I rejoice that South Australia was the first country
in the world with the courage and the foresight to
adopt the tax on land values without exemption.
That she is still lagging behind Tasmania and South
Africa in the adoption of effective voting, as the
only scientific system of electoral reform, is the
sorrow of my old age. The fact that South Australia
has been the happy hunting ground of the faddist has
frequently been urged as a reproach against this State.
Its more patriotic citizens will rejoice in the truth
of the statement, and their prayer will probably be
that not fewer but more advanced thinkers will arise
to carry this glorious inheritance beneath the Southern
Cross to higher and nobler heights of physical and
human development than civilization has yet dreamed
of or achieved.
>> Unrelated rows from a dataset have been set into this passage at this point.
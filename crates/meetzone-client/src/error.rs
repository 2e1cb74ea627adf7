//! Client error types.

use std::fmt;

use meetzone_core::{PipelineError, TimeError, ValidationError};

/// Result type for client operations.
pub type ClientResult<T> = Result<T, ClientError>;

/// Errors that can occur in the client.
#[derive(Debug)]
pub enum ClientError {
    /// Configuration error.
    Config(String),
    /// IO error.
    Io(std::io::Error),
    /// A calculate/generate action was rejected.
    Pipeline(PipelineError),
    /// Malformed command-line or session input.
    Input(String),
    /// Neither the system clipboard nor the terminal fallback worked.
    Clipboard(String),
    /// Logging could not be set up.
    Tracing(String),
}

impl fmt::Display for ClientError {
    fn fmt(&self, f: &mut fmt::Formatter<'_>) -> fmt::Result {
        match self {
            Self::Config(msg) => write!(f, "configuration error: {}", msg),
            Self::Io(err) => write!(f, "IO error: {}", err),
            Self::Pipeline(err) => write!(f, "{}", err),
            Self::Input(msg) => write!(f, "invalid input: {}", msg),
            Self::Clipboard(msg) => write!(f, "copy failed: {}", msg),
            Self::Tracing(msg) => write!(f, "failed to initialize logging: {}", msg),
        }
    }
}

impl std::error::Error for ClientError {
    fn source(&self) -> Option<&(dyn std::error::Error + 'static)> {
        match self {
            Self::Io(err) => Some(err),
            Self::Pipeline(err) => Some(err),
            _ => None,
        }
    }
}

impl From<std::io::Error> for ClientError {
    fn from(err: std::io::Error) -> Self {
        Self::Io(err)
    }
}

impl From<PipelineError> for ClientError {
    fn from(err: PipelineError) -> Self {
        Self::Pipeline(err)
    }
}

impl From<ValidationError> for ClientError {
    fn from(err: ValidationError) -> Self {
        Self::Pipeline(err.into())
    }
}

impl From<TimeError> for ClientError {
    fn from(err: TimeError) -> Self {
        Self::Pipeline(err.into())
    }
}

impl From<meetzone_core::TracingError> for ClientError {
    fn from(err: meetzone_core::TracingError) -> Self {
        Self::Tracing(err.to_string())
    }
}
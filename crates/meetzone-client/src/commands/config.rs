//! Configuration commands.

use crate::config::ClientConfig;
use crate::error::{ClientError, ClientResult};

/// Dump the current configuration to stdout.
pub fn dump(config: &ClientConfig) -> ClientResult<()> {
    let toml_str = toml::to_string_pretty(config)
        .map_err(|e| ClientError::Config(format!("failed to serialize config: {}", e)))?;
    println!("# config.toml ({})", ClientConfig::default_path().display());
    println!("{}", toml_str);

    Ok(())
}

/// Validate the configuration.
pub fn validate(config: &ClientConfig) -> ClientResult<()> {
    config.validate().map_err(ClientError::Config)?;

    if !config.participants.is_empty() {
        println!("{} participant preset(s) are valid.", config.participants.len());
    }
    println!("Configuration is valid.");
    Ok(())
}

/// Show the configuration file path.
pub fn path() -> ClientResult<()> {
    let config_path = ClientConfig::default_path();
    println!("config: {}", config_path.display());
    Ok(())
}
//! Client configuration.
//!
//! All settings live in a single `config.toml` file at
//! `~/.config/meetzone/config.toml` by default. Every section is optional.
//!
//! ```toml
//! [defaults]
//! base_timezone = "America/Buenos_Aires"
//! language = "es"
//! time = "15:00"
//!
//! [display]
//! layout = "table"
//!
//! [logging]
//! format = "compact"
//! filter = "meetzone=info"
//!
//! [[participants]]
//! name = "Ana"
//! timezone = "America/New_York"
//! ```

use std::path::{Path, PathBuf};

use chrono::{Local, NaiveDate};
use chrono_tz::Tz;
use meetzone_core::{
    Language, MeetingForm, Registry, ResultsLayout, TracingConfig, TracingOutputFormat,
    parse_timezone,
};
use serde::{Deserialize, Serialize};

// ---------------------------------------------------------------------------
// ClientConfig (config.toml)
// ---------------------------------------------------------------------------

/// Configuration for the meetzone client.
#[derive(Debug, Clone, Default, Serialize, Deserialize)]
#[serde(default)]
pub struct ClientConfig {
    /// Debug mode.
    pub debug: bool,

    /// Initial values of the meeting form.
    #[serde(default)]
    pub defaults: DefaultSettings,

    /// Display settings.
    #[serde(default)]
    pub display: DisplaySettings,

    /// Log output settings.
    #[serde(default)]
    pub logging: LoggingSettings,

    /// Participants to start with. When empty, interactive sessions start
    /// with the two sample teams.
    #[serde(default, skip_serializing_if = "Vec::is_empty")]
    pub participants: Vec<ParticipantPreset>,
}

/// Initial meeting form values.
#[derive(Debug, Clone, Serialize, Deserialize)]
#[serde(default)]
pub struct DefaultSettings {
    /// IANA identifier of the base zone.
    pub base_timezone: String,

    /// Message language.
    pub language: Language,

    /// Meeting time (`HH:MM`), if one should be prefilled.
    pub time: Option<String>,
}

impl Default for DefaultSettings {
    fn default() -> Self {
        Self {
            base_timezone: "America/Buenos_Aires".to_string(),
            language: Language::Es,
            time: None,
        }
    }
}

/// Display settings for output formatting.
#[derive(Debug, Clone, Default, Serialize, Deserialize)]
#[serde(default)]
pub struct DisplaySettings {
    /// Results view layout.
    pub layout: ResultsLayout,
}

/// Log output settings.
#[derive(Debug, Clone, Default, Serialize, Deserialize)]
#[serde(default)]
pub struct LoggingSettings {
    /// Line format on stderr.
    pub format: TracingOutputFormat,

    /// Filter directive, e.g. `meetzone=info`. Takes precedence over `RUST_LOG`.
    #[serde(skip_serializing_if = "Option::is_none")]
    pub filter: Option<String>,
}

/// A participant listed in the config file.
#[derive(Debug, Clone, PartialEq, Eq, Serialize, Deserialize)]
pub struct ParticipantPreset {
    pub name: String,
    pub timezone: String,
}

impl ClientConfig {
    /// Loads configuration from the default path.
    pub fn load() -> Result<Self, String> {
        let path = Self::default_path();
        if path.exists() {
            Self::load_from(&path)
        } else {
            Ok(Self::default())
        }
    }

    /// Loads configuration from a specific path.
    pub fn load_from(path: &Path) -> Result<Self, String> {
        let content =
            std::fs::read_to_string(path).map_err(|e| format!("failed to read config: {}", e))?;
        toml::from_str(&content).map_err(|e| format!("failed to parse config: {}", e))
    }

    /// Returns the default configuration file path.
    pub fn default_path() -> PathBuf {
        Self::default_config_dir().join("config.toml")
    }

    /// Returns the default configuration directory.
    pub fn default_config_dir() -> PathBuf {
        dirs::config_dir()
            .unwrap_or_else(|| PathBuf::from("."))
            .join("meetzone")
    }

    /// Parses the configured base zone.
    pub fn base_timezone(&self) -> Result<Tz, String> {
        parse_timezone(&self.defaults.base_timezone)
            .map_err(|e| format!("defaults.base_timezone: {}", e))
    }

    /// Checks every zone and time in the file.
    pub fn validate(&self) -> Result<(), String> {
        self.base_timezone()?;

        if let Some(ref time) = self.defaults.time {
            meetzone_core::parse_time(time)
                .map_err(|_| format!("defaults.time: '{}' is not HH:MM", time))?;
        }

        self.preset_registry().map(|_| ())
    }

    /// Builds a registry holding exactly the configured participants.
    pub fn preset_registry(&self) -> Result<Registry, String> {
        let mut registry = Registry::new();
        for (i, preset) in self.participants.iter().enumerate() {
            registry
                .add_named(&preset.name, &preset.timezone)
                .map_err(|e| format!("participants[{}]: {}", i, e))?;
        }
        Ok(registry)
    }

    /// Builds the registry an interactive session starts with: the
    /// configured participants, or the two sample teams if none are set.
    pub fn session_registry(&self) -> Result<Registry, String> {
        if self.participants.is_empty() {
            Ok(Registry::with_samples())
        } else {
            self.preset_registry()
        }
    }

    /// Tracing setup for this run. `format` comes from `--log-format` and
    /// wins over the file.
    pub fn tracing_config(
        &self,
        debug: bool,
        format: Option<TracingOutputFormat>,
    ) -> TracingConfig {
        let mut config = TracingConfig::cli(debug || self.debug)
            .with_format(format.unwrap_or(self.logging.format));
        if let Some(ref filter) = self.logging.filter {
            config = config.with_env_filter(filter.clone());
        }
        config
    }

    /// Builds the initial meeting form. The date defaults to `date`.
    pub fn meeting_form(&self, date: NaiveDate) -> Result<MeetingForm, String> {
        let mut form = MeetingForm::new(self.base_timezone()?, self.defaults.language);
        form.date = Some(date.format("%Y-%m-%d").to_string());
        form.time = self.defaults.time.clone();
        Ok(form)
    }
}

/// Tomorrow's date in the local zone, the form's default meeting date.
pub fn tomorrow() -> NaiveDate {
    let today = Local::now().date_naive();
    today.succ_opt().unwrap_or(today)
}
The Utopia of yesterday is the
possession of today, and opens the way to the Utopia
of to-morrow. The haunting horror of older civilizations—divorcing
the people from their natural inheritance in the soil,
and filling the towns with myriads of human souls
dragged down by poverty, misery, and crime—is
already casting its shadow over the future of Australia;
but there is hope in the fact that a new generation
has arisen untrammelled by tradition, which, having
the experience of older countries before it, and benefiting
from the advantages of the freer life and the greater
opportunities afforded by a new country, gives promise
of ultimately finding the solution of the hitherto
unsolved problem of making country life as attractive
to the masses as that of the towns and cities.
As time goes on the effect of education must tell,
and the generations that are to come will be more
enlightened and more altruistic, and the tendency
of the world will be more and more, even as it is
now, towards higher and nobler conceptions of human
happiness. I have lived through a glorious age
of progress. Born in “the wonderful century,”
I have watched the growth of the movement for the uplifting
of the masses, from the Reform Bill of 1832 to the
demands for adult suffrage. As a member of a
church which allows women to speak in the pulpit,
a citizen of a State which gives womanhood a vote for
the Assembly, a citizen of a Commonwealth which fully
enfranchises me for both Senate and Representatives,
and a member of a community which was foremost in
conferring University degrees on women, I have benefited
from the advancement of the educational and political
status of women for which the Victorian era will probably
stand unrivalled in the annals of the world’s
history. I have lived through the period of repressed
childhood, and witnessed the dawn of a new era which
has made the dwellers in youth’s “golden
age” the most important factor in human development.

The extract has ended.